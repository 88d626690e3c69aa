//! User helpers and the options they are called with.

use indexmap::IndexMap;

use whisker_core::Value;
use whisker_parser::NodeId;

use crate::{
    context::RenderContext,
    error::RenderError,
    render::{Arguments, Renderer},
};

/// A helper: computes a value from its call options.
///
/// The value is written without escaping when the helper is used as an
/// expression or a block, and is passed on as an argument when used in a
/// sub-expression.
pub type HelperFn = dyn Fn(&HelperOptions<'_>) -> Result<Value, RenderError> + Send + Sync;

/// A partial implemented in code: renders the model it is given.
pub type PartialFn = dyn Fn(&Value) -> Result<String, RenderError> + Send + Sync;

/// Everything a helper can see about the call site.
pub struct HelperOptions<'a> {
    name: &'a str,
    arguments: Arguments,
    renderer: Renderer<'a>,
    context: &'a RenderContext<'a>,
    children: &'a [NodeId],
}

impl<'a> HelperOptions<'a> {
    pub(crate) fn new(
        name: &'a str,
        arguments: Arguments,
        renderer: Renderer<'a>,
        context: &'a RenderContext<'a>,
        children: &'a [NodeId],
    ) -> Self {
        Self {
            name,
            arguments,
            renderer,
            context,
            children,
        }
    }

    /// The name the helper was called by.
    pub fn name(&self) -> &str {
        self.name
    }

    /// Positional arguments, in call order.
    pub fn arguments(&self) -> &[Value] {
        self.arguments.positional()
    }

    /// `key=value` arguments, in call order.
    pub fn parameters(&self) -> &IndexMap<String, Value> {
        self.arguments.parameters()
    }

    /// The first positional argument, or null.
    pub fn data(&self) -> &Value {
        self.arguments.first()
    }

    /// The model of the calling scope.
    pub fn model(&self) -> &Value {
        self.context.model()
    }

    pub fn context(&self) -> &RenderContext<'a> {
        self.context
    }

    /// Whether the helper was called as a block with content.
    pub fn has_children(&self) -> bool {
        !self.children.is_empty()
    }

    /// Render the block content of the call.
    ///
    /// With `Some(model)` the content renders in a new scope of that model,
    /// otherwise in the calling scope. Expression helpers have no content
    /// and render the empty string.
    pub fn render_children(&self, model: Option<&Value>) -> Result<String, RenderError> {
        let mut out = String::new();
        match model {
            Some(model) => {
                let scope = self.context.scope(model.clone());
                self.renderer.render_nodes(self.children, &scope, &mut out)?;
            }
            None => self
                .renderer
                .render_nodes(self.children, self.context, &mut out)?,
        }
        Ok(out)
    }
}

————————

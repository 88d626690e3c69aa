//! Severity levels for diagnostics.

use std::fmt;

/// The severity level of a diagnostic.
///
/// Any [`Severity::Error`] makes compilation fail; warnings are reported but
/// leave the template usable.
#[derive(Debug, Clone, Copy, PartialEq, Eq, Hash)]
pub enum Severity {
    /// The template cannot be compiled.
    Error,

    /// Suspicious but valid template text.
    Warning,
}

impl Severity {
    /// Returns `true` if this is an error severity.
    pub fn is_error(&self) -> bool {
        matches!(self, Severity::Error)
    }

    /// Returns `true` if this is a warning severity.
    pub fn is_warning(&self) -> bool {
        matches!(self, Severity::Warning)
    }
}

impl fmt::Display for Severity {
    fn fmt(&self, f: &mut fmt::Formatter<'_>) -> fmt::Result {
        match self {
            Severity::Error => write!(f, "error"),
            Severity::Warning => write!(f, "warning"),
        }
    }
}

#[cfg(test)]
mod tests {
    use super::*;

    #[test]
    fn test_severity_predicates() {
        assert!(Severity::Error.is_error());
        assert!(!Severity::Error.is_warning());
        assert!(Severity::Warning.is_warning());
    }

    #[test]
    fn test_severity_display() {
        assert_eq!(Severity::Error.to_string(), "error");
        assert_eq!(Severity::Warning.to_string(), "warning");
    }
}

————————

Which lines above contain the word "called"? Show each of them.

//! User helpers and the options they are called with.
    /// The name the helper was called by.
    /// Whether the helper was called as a block with content.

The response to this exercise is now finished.